Service of process is the procedure by which a plaintiff in a lawsuit gives fair notice to defendant of a legal action. This enables the other party to respond before the court in the proceedings and to be an active participant.
Thus, failure to obtain proper service on a defendant is almost certain to result in a dismissal of the lawsuit for a lack of jurisdiction by the court.
Further, it’s worth noting if the applicable statute of limitations runs out before service of process, plaintiff may forever lose the opportunity to seek compensation from that defendant.
Of course, our Montgomery car accident lawyers know well that some defendants are deft at evading service of process. They make themselves scarce and difficult to locate so that service of process will be tough.
In these cases, plaintiffs still have a duty to exhaust all reasonable efforts to locate defendant and issue proper service of process. In some cases, however, courts will allow service of process by publication, which means advertisement in an approved publication can substitute for personal service. However, courts do try to avoid this if they can.
In the recent case of In re Malm v. Villegas, the Colorado Supreme Court refused to allow a case to move forward when plaintiff, a car accident victim, notified the court she had located defendant in Germany for process of service. The problem was that announcement came six years after the case had been marked inactive and closed.

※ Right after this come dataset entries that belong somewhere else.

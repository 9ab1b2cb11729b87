//! Destinations for finished assignments.
//!
//! Chart and note persistence live outside this crate. The engine hands each
//! match to an [`AssignmentSink`] and stays unaware of how it is stored.

use std::collections::BTreeMap;
use std::io::Write;

use crate::assign::Match;
use crate::error::{CodingError, CodingResult};

/// Receives one match per assigned note.
pub trait AssignmentSink {
    fn record(&mut self, assignment: &Match) -> CodingResult<()>;
}

/// In-memory sink keyed by source id.
///
/// Recording a note again replaces its earlier assignment, so repeated
/// uploads of the same note leave one entry.
#[derive(Debug, Default, Clone)]
pub struct MemorySink {
    assignments: BTreeMap<String, Match>,
}

impl MemorySink {
    #[must_use]
    pub fn new() -> Self {
        Self::default()
    }

    #[must_use]
    pub fn get(&self, source_id: &str) -> Option<&Match> {
        self.assignments.get(source_id)
    }

    #[must_use]
    pub fn len(&self) -> usize {
        self.assignments.len()
    }

    #[must_use]
    pub fn is_empty(&self) -> bool {
        self.assignments.is_empty()
    }

    /// Assignments ordered by source id.
    pub fn iter(&self) -> impl Iterator<Item = &Match> {
        self.assignments.values()
    }
}

impl AssignmentSink for MemorySink {
    fn record(&mut self, assignment: &Match) -> CodingResult<()> {
        self.assignments
            .insert(assignment.source_id.clone(), assignment.clone());
        Ok(())
    }
}

/// Writes one JSON object per line.
#[derive(Debug)]
pub struct JsonLinesSink<W: Write> {
    writer: W,
    written: usize,
}

impl<W: Write> JsonLinesSink<W> {
    pub fn new(writer: W) -> Self {
        Self { writer, written: 0 }
    }

    /// Number of lines written so far.
    #[must_use]
    pub fn written(&self) -> usize {
        self.written
    }

    pub fn into_inner(self) -> W {
        self.writer
    }
}

impl<W: Write> AssignmentSink for JsonLinesSink<W> {
    fn record(&mut self, assignment: &Match) -> CodingResult<()> {
        let to_storage = |e: &dyn std::fmt::Display| CodingError::storage("<assignment output>", e);

        serde_json::to_writer(&mut self.writer, assignment).map_err(|e| to_storage(&e))?;
        self.writer.write_all(b"\n").map_err(|e| to_storage(&e))?;
        self.writer.flush().map_err(|e| to_storage(&e))?;
        self.written += 1;
        Ok(())
    }
}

According to court records, the action was commenced in December 2005 following personal injuries sustained in a 2002 car accident. The filing was just one month shy of the expiration of the statute of limitations on the case.

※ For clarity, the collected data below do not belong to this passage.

//! Semantic ICD-10 code assignment for clinical note text.
//!
//! A catalog of codes is embedded and partitioned offline into clusters; each
//! cluster gets its own vector index. At query time a note is embedded once,
//! searched against every cluster, and the best-scoring code wins.

pub mod assign;
pub mod catalog;
pub mod config;
pub mod display;
pub mod engine;
pub mod error;
pub mod index;
pub mod logging;
pub mod vector;

// Explicit exports for better API clarity
pub use assign::{
    AssignmentSink, Candidate, JsonLinesSink, Match, MemorySink, SearchCoordinator,
    note_source_id, reduce,
};
pub use catalog::{Catalog, Code, CodeId};
pub use config::Settings;
pub use engine::{BuildReport, CodingEngine, create_generator};
pub use error::{CodingError, CodingResult};
pub use index::{
    ClusterBuilder, ClusterIndex, ClusterSummary, ClusteringResult, IndexManifest, IndexSet,
    IndexStore,
};
pub use vector::{
    ClusterId, EmbeddingGenerator, FastEmbedGenerator, HashingEmbeddingGenerator, Linkage, Score,
    VectorDimension,
};
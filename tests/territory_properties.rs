//! Property tests for territory and war bookkeeping
//!
//! Arbitrary sequences of claims and losses must keep cell ownership and the
//! civilization territory sets mirrored, and each border set equal to a full
//! recomputation. War cooldowns must stay inside their bounds under any mix
//! of decay and war endings.

use orbis::core::config::SimulationConfig;
use orbis::core::types::{CellId, CivId, Color, WarId};
use orbis::simulation::civilization::MAX_WAR_COOLDOWN;
use orbis::simulation::territory::{claim_cell, expected_neighbors, lose_cell};
use orbis::simulation::Civilization;
use orbis::world::{Topology, WorldMap};
use proptest::prelude::*;

const WIDTH: u32 = 6;
const HEIGHT: u32 = 5;
const CIVS: u32 = 3;

#[derive(Clone, Debug)]
enum TerritoryOp {
    Claim { civ: u32, cell: u32 },
    Lose { civ: u32, cell: u32 },
}

fn territory_op() -> impl Strategy<Value = TerritoryOp> {
    let cells = WIDTH * HEIGHT;
    prop_oneof![
        3 => (0..CIVS, 0..cells).prop_map(|(civ, cell)| TerritoryOp::Claim { civ, cell }),
        1 => (0..CIVS, 0..cells).prop_map(|(civ, cell)| TerritoryOp::Lose { civ, cell }),
    ]
}

#[derive(Clone, Debug)]
enum CooldownOp {
    Decay(i32),
    WarEnded(i32),
}

fn cooldown_op() -> impl Strategy<Value = CooldownOp> {
    prop_oneof![
        (0..60i32).prop_map(CooldownOp::Decay),
        (0..60i32).prop_map(CooldownOp::WarEnded),
    ]
}

fn check_invariants(map: &WorldMap, civs: &[Civilization]) -> Result<(), TestCaseError> {
    for cell in map.cells() {
        if let Some(owner) = cell.owner() {
            prop_assert!(civs[owner.index()].owns(cell.id));
        }
    }
    for civ in civs {
        for &cell in civ.territory() {
            prop_assert_eq!(map.owner_of(cell), Some(civ.id));
        }
        prop_assert!(civ.territory().is_disjoint(civ.neighbors()));
        prop_assert_eq!(civ.neighbors(), &expected_neighbors(map, civ));

        let housing: i64 = civ
            .territory()
            .iter()
            .map(|&id| map.cell(id).map_or(0, |c| c.max_housing))
            .sum();
        prop_assert_eq!(civ.total_housing, housing);
    }
    Ok(())
}

proptest! {
    #[test]
    fn prop_claim_lose_keeps_invariants(
        topology in prop_oneof![Just(Topology::Hex), Just(Topology::Square)],
        housing in proptest::collection::vec(1i64..100, (WIDTH * HEIGHT) as usize),
        ops in proptest::collection::vec(territory_op(), 1..80),
    ) {
        let config = SimulationConfig::default();
        let mut map = WorldMap::new(WIDTH, HEIGHT, topology).unwrap();
        for (cell, h) in map.cells_mut().iter_mut().zip(&housing) {
            cell.max_housing = *h;
        }
        let mut civs: Vec<Civilization> = (0..CIVS)
            .map(|i| Civilization::new(CivId(i), format!("Civ {i}"), Color::default()))
            .collect();

        for op in ops {
            match op {
                TerritoryOp::Claim { civ, cell } => {
                    claim_cell(&mut map, &mut civs, CivId(civ), CellId(cell), &config).unwrap();
                    prop_assert_eq!(map.owner_of(CellId(cell)), Some(CivId(civ)));
                }
                TerritoryOp::Lose { civ, cell } => {
                    let owned_before = map.owner_of(CellId(cell)) == Some(CivId(civ));
                    prop_assert_eq!(lose_cell(&mut map, &mut civs, CivId(civ), CellId(cell)), owned_before);
                    if owned_before {
                        prop_assert_eq!(map.owner_of(CellId(cell)), None);
                    }
                }
            }
            check_invariants(&map, &civs)?;
        }
    }

    #[test]
    fn prop_opinions_only_worsen(
        ops in proptest::collection::vec((0..CIVS, 0..WIDTH * HEIGHT), 1..60),
    ) {
        let config = SimulationConfig::default();
        let mut map = WorldMap::new(WIDTH, HEIGHT, Topology::Hex).unwrap();
        let mut civs: Vec<Civilization> = (0..CIVS)
            .map(|i| Civilization::new(CivId(i), format!("Civ {i}"), Color::default()))
            .collect();

        for (civ, cell) in ops {
            let before: Vec<_> = civs.iter().map(|c| c.opinions().clone()).collect();
            claim_cell(&mut map, &mut civs, CivId(civ), CellId(cell), &config).unwrap();

            for (c, old) in civs.iter().zip(&before) {
                for (rival, opinion) in c.opinions() {
                    prop_assert_ne!(*rival, c.id);
                    prop_assert!(*opinion <= config.behavior.first_contact_opinion);
                    if let Some(prev) = old.get(rival) {
                        prop_assert!(opinion <= prev);
                    }
                }
            }
        }
    }

    #[test]
    fn prop_cooldown_stays_bounded(ops in proptest::collection::vec(cooldown_op(), 0..100)) {
        let mut civ = Civilization::new(CivId(0), "Avalon", Color::default());
        for (i, op) in ops.into_iter().enumerate() {
            match op {
                CooldownOp::Decay(amount) => civ.decay_war_cooldown(amount),
                CooldownOp::WarEnded(value) => {
                    let war = WarId(i as u32);
                    civ.start_war(war);
                    prop_assert!(civ.end_war(war, value));
                }
            }
            prop_assert!((0..=MAX_WAR_COOLDOWN).contains(&civ.war_cooldown()));
            prop_assert!(!civ.at_war());
        }
    }
}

The following September, plaintiff could not find defendant and moved to establish in rem jurisdiction by instead attaching defendant’s insurance company and accomplishing service through publication. Plaintiff demonstrated service by publication.
However, insurer moved to dismiss on grounds of lack of personal jurisdiction. Court denied the motion, finding plaintiff should be granted more time to find defendant and attempt personal service.

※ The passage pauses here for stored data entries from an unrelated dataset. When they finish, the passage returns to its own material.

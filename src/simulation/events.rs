//! Events and history logging

use serde::{Deserialize, Serialize};

use crate::core::types::{CellId, CivId, Tick, WarId};

/// A historical event
#[derive(Clone, Debug, Serialize, Deserialize)]
pub struct Event {
    pub id: u32,
    pub tick: Tick,
    pub event_type: EventType,
    pub participants: Vec<CivId>,
}

#[derive(Clone, Debug, PartialEq, Serialize, Deserialize)]
pub enum EventType {
    // Territory
    Expansion { civ: CivId, cell: CellId, taken_from: Option<CivId> },
    CellLost { civ: CivId, cell: CellId },

    // Wars
    WarDeclared { war: WarId, aggressor: CivId, defender: CivId },
    WarEnded { war: WarId },

    // Internal
    CivilizationCollapsed { civ: CivId, cells_released: usize },
}

/// The complete history log
#[derive(Clone, Debug, Default, Serialize, Deserialize)]
pub struct HistoryLog {
    pub events: Vec<Event>,
    next_event_id: u32,
}

impl HistoryLog {
    pub fn new() -> Self {
        Self::default()
    }

    pub fn add_event(&mut self, event_type: EventType, tick: Tick, participants: Vec<CivId>) -> u32 {
        let id = self.next_event_id;
        self.next_event_id += 1;

        self.events.push(Event {
            id,
            tick,
            event_type,
            participants,
        });

        id
    }

    pub fn len(&self) -> usize {
        self.events.len()
    }

    pub fn is_empty(&self) -> bool {
        self.events.is_empty()
    }

    pub fn events_for_tick(&self, tick: Tick) -> impl Iterator<Item = &Event> {
        self.events.iter().filter(move |e| e.tick == tick)
    }

    pub fn events_for_civ(&self, civ: CivId) -> impl Iterator<Item = &Event> {
        self.events.iter().filter(move |e| e.participants.contains(&civ))
    }
}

Some 12 months later, plaintiff filed a status report indicating she could not find and personally serve defendant, and asked the court take no further action at that time. The court agreed, and marked the case inactive and closed, though it did order plaintiff to provide a status update in three months on her attempt to serve defendant. She was invited to reopen the case once defendant was located.
A status update was filed three months later, with plaintiff indicating she could not locate defendant, but she would notify the court when she did.
There was zero activity on record for the next five years, until June 2013. At that time, plaintiff moved to reopen, alleging investigators got a lead earlier in the year that defendant was residing in Germany, and was personally served in accordance with the Hague Convention.
District court granted her motion in August 2013.
However, once the case was reopened, defendant moved to reconsider, asserting plaintiff failed to make reasonable efforts to serve her once the case closed in 2007.
Plaintiff countered she had retained a total of six private investigators and no leads had proven productive until August 2013.
District court allowed the case to proceed, finding the state did not specifically define what constituted a “reasonable” amount of time, and plaintiff had made significant efforts to further prosecution.
The state supreme court reversed, finding extension of such service beyond the applicable statute of limitations is only reasonable when there is some wrongful conduct by defendant or formal impediment to service – not simply that plaintiff can’t find defendant, no matter how extensive his or her efforts.
The court held that “by virtually any standard,” 7.5 years between filing and service far exceed the period required to set specific jurisdiction. This would have effectively almost tripled the statute of limitations from the date of alleged negligence to date of service. Absent evidence defendant intentionally evaded service – which plaintiff did not have – the case could not move forward.
Call Allred & Allred P.C. at 1-866-942-9315 to speak with a Montgomery personal injury lawyer.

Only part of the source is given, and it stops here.